> WORK INSTRUCTIONS: Lines below that include the word "ParameterKey" should each be copied.

DATA SHOWN: Begin

#[cfg(test)]
mod tests {
    use super::*;

    #[test]
    fn every_definition_compiles() {
        let catalog = Catalog::build(DEFINITIONS).unwrap();
        assert_eq!(catalog.len(), DEFINITIONS.len());
        assert_eq!(Catalog::standard().len(), DEFINITIONS.len());
    }

    #[test]
    fn catalog_size_and_unique_keys() {
        assert_eq!(DEFINITIONS.len(), 45);
        let keys: HashSet<_> = DEFINITIONS.iter().map(|d| d.key).collect();
        assert_eq!(keys.len(), DEFINITIONS.len());
    }

    #[test]
    fn every_key_has_a_definition() {
        for key in ParameterKey::ALL {
            assert!(
                DEFINITIONS.iter().any(|d| d.key == *key),
                "missing definition for {key}"
            );
        }
    }

    #[test]
    fn blood_pressure_is_the_only_composite() {
        let composites: Vec<_> = DEFINITIONS.iter().filter(|d| d.is_composite()).collect();
        assert_eq!(composites.len(), 1);
        assert_eq!(composites[0].key, ParameterKey::BloodPressure);
    }

    #[test]
    fn basic_profile_is_a_subset() {
        let catalog = Catalog::standard();
        let basic = catalog.entries(ExtractionProfile::Basic).count();
        let full = catalog.entries(ExtractionProfile::Comprehensive).count();
        assert_eq!(basic, 19);
        assert_eq!(full, 45);
        assert!(catalog
            .single_value(ExtractionProfile::Basic)
            .all(|e| e.definition.profile == ExtractionProfile::Basic));
        assert!(catalog.blood_pressure(ExtractionProfile::Basic).is_some());
        assert!(catalog.get(ParameterKey::Ferritin).is_some());
        assert!(catalog
            .entries(ExtractionProfile::Basic)
            .all(|e| e.definition.key != ParameterKey::Ferritin));
    }

    #[test]
    fn blood_pressure_is_last() {
        let last = DEFINITIONS.last().unwrap();
        assert_eq!(last.key, ParameterKey::BloodPressure);
    }

    #[test]
    fn duplicate_key_rejected_by_strict_build() {
        static DUPES: &[ParameterDefinition] = &[
            single(K::Tsh, "TSH", "mIU/L", Cat::Thyroid, Basic, "tsh"),
            single(K::Tsh, "TSH again", "mIU/L", Cat::Thyroid, Basic, "thyrotropin"),
        ];
        let err = Catalog::build(DUPES).unwrap_err();
        assert!(matches!(err, CatalogError::DuplicateKey(ref k) if k == "tsh"));
        assert_eq!(Catalog::build_lenient(DUPES).len(), 1);
    }

    #[test]
    fn bad_pattern_dropped_by_lenient_build() {
        static BROKEN: &[ParameterDefinition] = &[
            single(K::Glucose, "Glucose", "mg/dL", Cat::Diabetes, Basic, "gluc(ose"),
            single(K::Tsh, "TSH", "mIU/L", Cat::Thyroid, Basic, "tsh"),
        ];
        assert!(matches!(
            Catalog::build(BROKEN),
            Err(CatalogError::InvalidPattern { .. })
        ));
        let lenient = Catalog::build_lenient(BROKEN);
        assert_eq!(lenient.len(), 1);
        assert!(lenient.get(ParameterKey::Tsh).is_some());
    }

    #[test]
    fn counts_per_microlitre_rescale() {
        let scale = Scale::CountPerMicrolitre {
            threshold: 5_000.0,
            divisor: 1_000.0,
        };
        assert_eq!(scale.apply(250_000.0), 250.0);
        assert_eq!(scale.apply(250.0), 250.0);
        assert_eq!(Scale::Identity.apply(7.5), 7.5);
    }
}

DATA SHOWN: End

> TASK ANSWER:
        for key in ParameterKey::ALL {
        assert_eq!(composites[0].key, ParameterKey::BloodPressure);
        assert!(catalog.get(ParameterKey::Ferritin).is_some());
            .all(|e| e.definition.key != ParameterKey::Ferritin));
        assert_eq!(last.key, ParameterKey::BloodPressure);
        assert!(lenient.get(ParameterKey::Tsh).is_some());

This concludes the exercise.